Aim of the task:
Copy out the lines of the records below, and only those lines, from the one with "don't have permissions" through the one with "pub mod error;", exactly as they appear.

Stored items:

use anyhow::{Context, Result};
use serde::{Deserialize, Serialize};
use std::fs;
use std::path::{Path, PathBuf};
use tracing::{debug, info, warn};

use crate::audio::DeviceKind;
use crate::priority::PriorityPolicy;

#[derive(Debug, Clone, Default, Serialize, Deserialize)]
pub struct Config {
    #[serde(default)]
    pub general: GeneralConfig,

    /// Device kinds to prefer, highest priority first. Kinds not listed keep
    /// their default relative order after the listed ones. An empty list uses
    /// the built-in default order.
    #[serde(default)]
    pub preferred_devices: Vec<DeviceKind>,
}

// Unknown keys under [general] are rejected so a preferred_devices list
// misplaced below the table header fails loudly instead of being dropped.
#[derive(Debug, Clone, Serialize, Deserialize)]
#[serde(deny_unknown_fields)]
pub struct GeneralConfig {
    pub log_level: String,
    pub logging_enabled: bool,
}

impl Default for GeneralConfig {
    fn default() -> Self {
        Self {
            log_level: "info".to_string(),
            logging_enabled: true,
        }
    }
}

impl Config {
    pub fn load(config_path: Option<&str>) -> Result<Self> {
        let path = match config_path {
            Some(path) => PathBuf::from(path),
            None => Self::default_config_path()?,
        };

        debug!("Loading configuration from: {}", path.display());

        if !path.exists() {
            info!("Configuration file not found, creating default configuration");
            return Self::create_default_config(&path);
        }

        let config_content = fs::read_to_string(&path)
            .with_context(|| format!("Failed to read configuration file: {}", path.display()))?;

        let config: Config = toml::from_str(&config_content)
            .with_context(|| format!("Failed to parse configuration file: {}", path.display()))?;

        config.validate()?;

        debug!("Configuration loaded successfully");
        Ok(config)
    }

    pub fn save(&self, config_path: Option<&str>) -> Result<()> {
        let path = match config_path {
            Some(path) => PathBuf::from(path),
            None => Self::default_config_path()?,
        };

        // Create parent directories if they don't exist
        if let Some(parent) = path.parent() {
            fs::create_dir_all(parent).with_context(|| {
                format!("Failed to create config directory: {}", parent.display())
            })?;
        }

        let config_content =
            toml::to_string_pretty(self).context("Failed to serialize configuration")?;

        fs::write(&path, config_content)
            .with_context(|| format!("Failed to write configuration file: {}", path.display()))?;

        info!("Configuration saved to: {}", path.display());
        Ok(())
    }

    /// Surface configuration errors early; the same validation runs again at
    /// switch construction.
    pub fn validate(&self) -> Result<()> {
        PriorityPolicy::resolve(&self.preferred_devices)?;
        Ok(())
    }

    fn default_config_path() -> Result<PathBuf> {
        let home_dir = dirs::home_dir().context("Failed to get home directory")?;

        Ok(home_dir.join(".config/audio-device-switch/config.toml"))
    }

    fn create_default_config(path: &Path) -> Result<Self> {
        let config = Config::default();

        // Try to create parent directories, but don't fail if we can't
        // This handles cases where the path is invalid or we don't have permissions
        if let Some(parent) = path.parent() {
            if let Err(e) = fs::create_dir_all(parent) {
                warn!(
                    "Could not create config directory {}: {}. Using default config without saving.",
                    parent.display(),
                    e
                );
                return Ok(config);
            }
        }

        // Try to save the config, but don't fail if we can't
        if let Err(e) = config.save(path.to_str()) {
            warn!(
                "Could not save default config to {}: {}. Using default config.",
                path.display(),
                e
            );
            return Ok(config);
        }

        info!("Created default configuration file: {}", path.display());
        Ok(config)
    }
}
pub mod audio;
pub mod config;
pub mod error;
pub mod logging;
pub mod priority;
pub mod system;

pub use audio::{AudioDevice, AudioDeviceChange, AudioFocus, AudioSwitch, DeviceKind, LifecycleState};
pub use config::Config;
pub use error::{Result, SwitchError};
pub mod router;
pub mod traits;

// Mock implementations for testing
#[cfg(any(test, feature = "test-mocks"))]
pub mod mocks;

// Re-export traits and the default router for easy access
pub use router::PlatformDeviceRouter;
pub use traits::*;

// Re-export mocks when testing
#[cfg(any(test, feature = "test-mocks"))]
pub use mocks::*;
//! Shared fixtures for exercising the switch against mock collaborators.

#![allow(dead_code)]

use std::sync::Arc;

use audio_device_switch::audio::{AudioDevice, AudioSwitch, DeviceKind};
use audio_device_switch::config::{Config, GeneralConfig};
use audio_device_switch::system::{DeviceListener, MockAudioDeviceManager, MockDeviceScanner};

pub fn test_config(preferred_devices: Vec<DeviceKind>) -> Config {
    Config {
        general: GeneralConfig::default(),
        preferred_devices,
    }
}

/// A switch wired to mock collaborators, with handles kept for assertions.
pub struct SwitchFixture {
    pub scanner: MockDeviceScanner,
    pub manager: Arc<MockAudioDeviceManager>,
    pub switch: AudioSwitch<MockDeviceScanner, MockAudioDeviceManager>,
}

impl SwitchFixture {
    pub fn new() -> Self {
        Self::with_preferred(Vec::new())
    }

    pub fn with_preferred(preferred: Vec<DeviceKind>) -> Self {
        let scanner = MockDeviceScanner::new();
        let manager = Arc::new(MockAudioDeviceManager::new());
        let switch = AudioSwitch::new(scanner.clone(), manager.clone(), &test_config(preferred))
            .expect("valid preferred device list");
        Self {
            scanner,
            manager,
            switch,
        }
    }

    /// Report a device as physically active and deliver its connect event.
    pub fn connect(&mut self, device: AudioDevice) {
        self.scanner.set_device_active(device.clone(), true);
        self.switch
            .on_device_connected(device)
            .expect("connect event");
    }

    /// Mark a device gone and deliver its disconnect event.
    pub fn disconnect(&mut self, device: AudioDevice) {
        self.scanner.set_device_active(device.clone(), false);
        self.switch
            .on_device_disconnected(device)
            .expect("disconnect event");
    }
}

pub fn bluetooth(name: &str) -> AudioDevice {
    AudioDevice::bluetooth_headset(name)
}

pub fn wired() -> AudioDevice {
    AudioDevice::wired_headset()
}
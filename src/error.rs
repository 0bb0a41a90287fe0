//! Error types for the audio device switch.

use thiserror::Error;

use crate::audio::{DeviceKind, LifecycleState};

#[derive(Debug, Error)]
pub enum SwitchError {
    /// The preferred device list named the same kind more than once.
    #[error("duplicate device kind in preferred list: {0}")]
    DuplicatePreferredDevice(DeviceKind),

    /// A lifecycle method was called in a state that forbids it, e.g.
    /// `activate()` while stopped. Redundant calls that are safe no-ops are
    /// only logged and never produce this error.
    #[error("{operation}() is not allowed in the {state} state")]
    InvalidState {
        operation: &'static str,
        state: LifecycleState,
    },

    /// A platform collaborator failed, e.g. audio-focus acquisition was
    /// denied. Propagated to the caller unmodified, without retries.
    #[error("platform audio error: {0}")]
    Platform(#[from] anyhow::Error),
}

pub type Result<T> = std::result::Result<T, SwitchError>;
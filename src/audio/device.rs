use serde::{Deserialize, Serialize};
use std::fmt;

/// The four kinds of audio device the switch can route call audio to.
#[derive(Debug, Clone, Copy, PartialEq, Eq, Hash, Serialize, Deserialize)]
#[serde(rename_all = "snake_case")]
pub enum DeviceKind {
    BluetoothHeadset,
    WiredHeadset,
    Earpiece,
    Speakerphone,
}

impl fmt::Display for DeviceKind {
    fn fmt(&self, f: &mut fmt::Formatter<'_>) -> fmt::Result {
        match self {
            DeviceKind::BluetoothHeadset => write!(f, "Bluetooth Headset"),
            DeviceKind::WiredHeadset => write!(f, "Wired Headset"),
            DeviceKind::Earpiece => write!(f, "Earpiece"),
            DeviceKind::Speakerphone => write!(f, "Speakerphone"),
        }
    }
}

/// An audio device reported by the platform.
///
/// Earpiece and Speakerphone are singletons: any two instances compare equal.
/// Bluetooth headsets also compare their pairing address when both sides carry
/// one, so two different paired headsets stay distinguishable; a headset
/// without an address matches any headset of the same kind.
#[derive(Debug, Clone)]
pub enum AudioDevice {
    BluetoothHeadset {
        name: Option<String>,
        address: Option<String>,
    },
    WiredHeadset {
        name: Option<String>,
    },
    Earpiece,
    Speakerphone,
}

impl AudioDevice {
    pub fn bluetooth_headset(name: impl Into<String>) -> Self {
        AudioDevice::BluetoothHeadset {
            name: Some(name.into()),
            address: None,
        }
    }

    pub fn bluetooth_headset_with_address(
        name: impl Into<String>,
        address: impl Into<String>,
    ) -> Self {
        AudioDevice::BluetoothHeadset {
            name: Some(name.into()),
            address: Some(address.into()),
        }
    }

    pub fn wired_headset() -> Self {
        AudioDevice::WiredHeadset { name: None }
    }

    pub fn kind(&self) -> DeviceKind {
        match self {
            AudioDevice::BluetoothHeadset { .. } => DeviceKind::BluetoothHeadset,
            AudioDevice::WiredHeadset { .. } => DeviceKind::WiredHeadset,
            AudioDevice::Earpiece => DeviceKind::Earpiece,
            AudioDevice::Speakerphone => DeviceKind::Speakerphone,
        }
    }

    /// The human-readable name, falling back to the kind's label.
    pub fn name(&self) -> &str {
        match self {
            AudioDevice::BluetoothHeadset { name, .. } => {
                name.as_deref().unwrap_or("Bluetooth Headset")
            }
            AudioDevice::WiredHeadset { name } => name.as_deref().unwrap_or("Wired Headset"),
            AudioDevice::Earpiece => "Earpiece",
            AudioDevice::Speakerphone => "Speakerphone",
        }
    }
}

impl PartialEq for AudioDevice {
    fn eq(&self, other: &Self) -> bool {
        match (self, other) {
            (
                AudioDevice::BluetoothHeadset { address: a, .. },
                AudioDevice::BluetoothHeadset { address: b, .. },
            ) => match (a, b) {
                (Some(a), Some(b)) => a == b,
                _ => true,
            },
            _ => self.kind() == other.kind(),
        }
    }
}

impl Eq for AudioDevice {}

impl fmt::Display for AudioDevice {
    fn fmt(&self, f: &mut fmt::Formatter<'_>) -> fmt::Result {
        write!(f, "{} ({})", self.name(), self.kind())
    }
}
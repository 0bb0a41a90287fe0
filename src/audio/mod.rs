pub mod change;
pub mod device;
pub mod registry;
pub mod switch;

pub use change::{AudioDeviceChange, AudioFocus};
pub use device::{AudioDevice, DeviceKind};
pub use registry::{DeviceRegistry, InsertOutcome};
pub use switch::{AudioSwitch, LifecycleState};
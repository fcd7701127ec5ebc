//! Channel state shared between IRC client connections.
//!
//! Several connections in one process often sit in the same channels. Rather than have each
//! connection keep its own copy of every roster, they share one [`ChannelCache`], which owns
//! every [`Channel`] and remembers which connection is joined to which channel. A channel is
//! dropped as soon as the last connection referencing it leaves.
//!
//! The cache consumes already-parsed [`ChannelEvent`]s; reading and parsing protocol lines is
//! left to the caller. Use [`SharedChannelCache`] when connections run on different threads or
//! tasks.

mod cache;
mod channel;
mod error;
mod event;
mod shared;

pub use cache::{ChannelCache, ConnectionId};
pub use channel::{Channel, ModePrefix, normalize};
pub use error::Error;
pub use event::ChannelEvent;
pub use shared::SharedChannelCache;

Response to the task:
        // This handles cases where the path is invalid or we don't have permissions
        if let Some(parent) = path.parent() {
            if let Err(e) = fs::create_dir_all(parent) {
                warn!(
                    "Could not create config directory {}: {}. Using default config without saving.",
                    parent.display(),
                    e
                );
                return Ok(config);
            }
        }

        // Try to save the config, but don't fail if we can't
        if let Err(e) = config.save(path.to_str()) {
            warn!(
                "Could not save default config to {}: {}. Using default config.",
                path.display(),
                e
            );
            return Ok(config);
        }

        info!("Created default configuration file: {}", path.display());
        Ok(config)
    }
}
pub mod audio;
pub mod config;
pub mod error;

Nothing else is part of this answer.